» **Data records**
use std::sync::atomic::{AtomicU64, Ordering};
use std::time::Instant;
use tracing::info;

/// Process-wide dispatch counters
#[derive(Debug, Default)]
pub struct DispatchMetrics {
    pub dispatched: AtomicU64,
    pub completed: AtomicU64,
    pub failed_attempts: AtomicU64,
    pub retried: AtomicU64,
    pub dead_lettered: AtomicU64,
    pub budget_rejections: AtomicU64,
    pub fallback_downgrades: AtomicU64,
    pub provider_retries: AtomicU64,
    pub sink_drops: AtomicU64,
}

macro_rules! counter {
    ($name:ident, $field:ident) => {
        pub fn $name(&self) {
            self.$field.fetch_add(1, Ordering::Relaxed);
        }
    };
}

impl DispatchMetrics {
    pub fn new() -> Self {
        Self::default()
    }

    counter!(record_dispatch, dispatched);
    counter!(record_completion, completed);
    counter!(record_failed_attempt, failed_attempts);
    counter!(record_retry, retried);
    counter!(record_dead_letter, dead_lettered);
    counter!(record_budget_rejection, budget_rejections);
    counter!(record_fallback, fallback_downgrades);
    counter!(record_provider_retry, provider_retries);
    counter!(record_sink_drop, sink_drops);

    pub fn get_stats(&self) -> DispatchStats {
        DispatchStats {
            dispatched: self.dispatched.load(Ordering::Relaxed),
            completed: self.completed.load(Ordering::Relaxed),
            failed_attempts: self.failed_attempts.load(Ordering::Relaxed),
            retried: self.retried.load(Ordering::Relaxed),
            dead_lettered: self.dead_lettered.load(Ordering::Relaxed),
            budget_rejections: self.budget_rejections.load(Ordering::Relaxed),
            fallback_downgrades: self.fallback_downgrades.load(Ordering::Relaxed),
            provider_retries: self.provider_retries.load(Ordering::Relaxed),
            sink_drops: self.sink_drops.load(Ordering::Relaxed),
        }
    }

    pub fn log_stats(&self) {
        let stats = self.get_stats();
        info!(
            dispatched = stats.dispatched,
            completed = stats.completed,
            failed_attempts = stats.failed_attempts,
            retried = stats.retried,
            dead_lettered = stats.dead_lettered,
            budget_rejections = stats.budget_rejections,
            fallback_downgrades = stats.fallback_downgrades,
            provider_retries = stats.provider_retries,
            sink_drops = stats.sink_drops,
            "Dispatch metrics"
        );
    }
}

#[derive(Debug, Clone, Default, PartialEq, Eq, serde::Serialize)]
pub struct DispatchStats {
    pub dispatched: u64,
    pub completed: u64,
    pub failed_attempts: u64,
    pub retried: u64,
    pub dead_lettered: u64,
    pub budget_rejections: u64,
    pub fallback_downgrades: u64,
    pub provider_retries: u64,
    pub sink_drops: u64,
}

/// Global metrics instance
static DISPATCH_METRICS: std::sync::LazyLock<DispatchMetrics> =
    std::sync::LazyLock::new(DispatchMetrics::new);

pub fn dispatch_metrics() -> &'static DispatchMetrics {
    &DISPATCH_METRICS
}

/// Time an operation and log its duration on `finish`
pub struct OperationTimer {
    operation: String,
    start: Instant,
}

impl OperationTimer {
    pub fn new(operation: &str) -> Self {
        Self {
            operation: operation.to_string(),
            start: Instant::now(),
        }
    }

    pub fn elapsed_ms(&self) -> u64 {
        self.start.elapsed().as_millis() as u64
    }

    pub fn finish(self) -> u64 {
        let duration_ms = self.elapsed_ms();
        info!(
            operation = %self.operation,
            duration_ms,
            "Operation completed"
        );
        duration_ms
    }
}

» **Work task**
Only the lines from the beginning of the entries through the line bearing "pub fn new()" should be returned, each exactly as written.

» **Exercise output**
use std::sync::atomic::{AtomicU64, Ordering};
use std::time::Instant;
use tracing::info;

/// Process-wide dispatch counters
#[derive(Debug, Default)]
pub struct DispatchMetrics {
    pub dispatched: AtomicU64,
    pub completed: AtomicU64,
    pub failed_attempts: AtomicU64,
    pub retried: AtomicU64,
    pub dead_lettered: AtomicU64,
    pub budget_rejections: AtomicU64,
    pub fallback_downgrades: AtomicU64,
    pub provider_retries: AtomicU64,
    pub sink_drops: AtomicU64,
}

macro_rules! counter {
    ($name:ident, $field:ident) => {
        pub fn $name(&self) {
            self.$field.fetch_add(1, Ordering::Relaxed);
        }
    };
}

impl DispatchMetrics {
    pub fn new() -> Self {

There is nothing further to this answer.